DATASET CONTENT
==*==
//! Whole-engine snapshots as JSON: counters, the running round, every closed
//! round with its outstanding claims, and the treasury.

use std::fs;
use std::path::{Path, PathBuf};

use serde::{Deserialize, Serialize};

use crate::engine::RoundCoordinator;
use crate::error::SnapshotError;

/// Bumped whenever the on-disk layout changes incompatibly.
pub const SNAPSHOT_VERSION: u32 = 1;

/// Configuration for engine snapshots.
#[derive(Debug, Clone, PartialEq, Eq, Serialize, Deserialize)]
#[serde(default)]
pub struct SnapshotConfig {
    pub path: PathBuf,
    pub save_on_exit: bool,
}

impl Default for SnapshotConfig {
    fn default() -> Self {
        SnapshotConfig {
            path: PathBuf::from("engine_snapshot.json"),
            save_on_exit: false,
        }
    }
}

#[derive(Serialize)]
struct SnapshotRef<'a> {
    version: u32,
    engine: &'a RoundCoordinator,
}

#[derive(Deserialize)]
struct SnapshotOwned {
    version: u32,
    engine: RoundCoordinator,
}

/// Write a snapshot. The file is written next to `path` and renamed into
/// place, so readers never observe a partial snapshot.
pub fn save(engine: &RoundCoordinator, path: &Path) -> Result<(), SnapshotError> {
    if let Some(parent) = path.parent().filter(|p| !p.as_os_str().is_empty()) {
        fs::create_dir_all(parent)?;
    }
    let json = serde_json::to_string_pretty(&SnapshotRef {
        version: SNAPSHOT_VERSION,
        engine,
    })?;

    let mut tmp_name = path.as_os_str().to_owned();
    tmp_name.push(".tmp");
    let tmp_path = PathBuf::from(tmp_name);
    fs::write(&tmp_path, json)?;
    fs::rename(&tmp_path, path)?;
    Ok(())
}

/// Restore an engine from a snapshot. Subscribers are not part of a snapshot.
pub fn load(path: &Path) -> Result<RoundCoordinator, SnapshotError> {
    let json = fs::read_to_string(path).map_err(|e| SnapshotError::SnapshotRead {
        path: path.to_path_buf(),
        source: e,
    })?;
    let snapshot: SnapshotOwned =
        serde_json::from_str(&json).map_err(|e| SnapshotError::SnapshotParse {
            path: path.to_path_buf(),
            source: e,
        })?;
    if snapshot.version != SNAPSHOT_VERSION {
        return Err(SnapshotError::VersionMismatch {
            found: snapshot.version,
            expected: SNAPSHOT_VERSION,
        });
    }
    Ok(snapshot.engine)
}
==*==
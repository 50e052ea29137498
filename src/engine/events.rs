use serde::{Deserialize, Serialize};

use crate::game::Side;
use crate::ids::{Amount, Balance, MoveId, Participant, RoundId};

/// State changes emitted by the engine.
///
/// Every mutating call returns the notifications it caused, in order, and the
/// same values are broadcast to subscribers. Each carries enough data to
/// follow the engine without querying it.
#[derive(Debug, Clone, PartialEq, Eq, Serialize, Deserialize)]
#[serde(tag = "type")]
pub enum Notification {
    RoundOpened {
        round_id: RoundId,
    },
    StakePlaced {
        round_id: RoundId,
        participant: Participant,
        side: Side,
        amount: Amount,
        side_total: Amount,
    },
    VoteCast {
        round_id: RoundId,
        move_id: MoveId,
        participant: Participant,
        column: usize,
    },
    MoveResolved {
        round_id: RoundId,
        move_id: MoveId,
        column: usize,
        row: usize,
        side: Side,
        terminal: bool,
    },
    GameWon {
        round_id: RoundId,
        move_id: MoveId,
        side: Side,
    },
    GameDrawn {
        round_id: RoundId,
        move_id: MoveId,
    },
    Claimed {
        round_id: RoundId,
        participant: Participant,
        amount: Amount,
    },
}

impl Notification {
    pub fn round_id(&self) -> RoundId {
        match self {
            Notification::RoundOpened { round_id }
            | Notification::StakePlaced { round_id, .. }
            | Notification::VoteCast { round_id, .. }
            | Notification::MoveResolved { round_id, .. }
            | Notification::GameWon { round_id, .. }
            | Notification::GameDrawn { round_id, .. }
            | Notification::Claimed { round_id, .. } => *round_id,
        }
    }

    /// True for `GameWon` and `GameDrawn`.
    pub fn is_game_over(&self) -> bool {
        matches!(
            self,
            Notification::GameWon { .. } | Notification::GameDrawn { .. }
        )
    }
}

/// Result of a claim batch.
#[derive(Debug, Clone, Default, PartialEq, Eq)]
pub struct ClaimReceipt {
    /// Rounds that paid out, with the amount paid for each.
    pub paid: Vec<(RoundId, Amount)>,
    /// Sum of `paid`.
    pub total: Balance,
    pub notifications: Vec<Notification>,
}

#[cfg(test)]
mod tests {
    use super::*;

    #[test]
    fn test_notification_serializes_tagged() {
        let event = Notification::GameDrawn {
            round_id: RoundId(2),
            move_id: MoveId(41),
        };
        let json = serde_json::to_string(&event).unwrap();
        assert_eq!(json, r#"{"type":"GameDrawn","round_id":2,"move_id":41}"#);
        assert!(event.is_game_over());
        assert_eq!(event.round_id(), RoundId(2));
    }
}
==*==
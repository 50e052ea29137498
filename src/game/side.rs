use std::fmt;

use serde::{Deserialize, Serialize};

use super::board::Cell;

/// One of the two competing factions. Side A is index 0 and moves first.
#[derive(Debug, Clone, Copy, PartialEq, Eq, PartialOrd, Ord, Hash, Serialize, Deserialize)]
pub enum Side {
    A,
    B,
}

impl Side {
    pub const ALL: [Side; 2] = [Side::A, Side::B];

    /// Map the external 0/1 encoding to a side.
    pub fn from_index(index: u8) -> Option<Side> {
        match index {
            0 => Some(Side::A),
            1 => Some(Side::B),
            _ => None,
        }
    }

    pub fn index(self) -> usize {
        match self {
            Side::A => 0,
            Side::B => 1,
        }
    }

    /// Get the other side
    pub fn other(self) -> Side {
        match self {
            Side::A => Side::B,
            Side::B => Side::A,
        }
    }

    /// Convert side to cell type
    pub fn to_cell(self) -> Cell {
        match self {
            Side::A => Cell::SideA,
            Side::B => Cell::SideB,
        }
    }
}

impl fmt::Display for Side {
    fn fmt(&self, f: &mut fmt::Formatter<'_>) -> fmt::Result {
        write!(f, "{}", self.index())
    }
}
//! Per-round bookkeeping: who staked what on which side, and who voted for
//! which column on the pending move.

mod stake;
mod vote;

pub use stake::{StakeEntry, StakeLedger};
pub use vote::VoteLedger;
==*==
YOUR GOAL
Only lines of the material that contain the word "Claimed" belong in the answer; copy each one.

THE ANSWER
    Claimed {
            | Notification::Claimed { round_id, .. } => *round_id,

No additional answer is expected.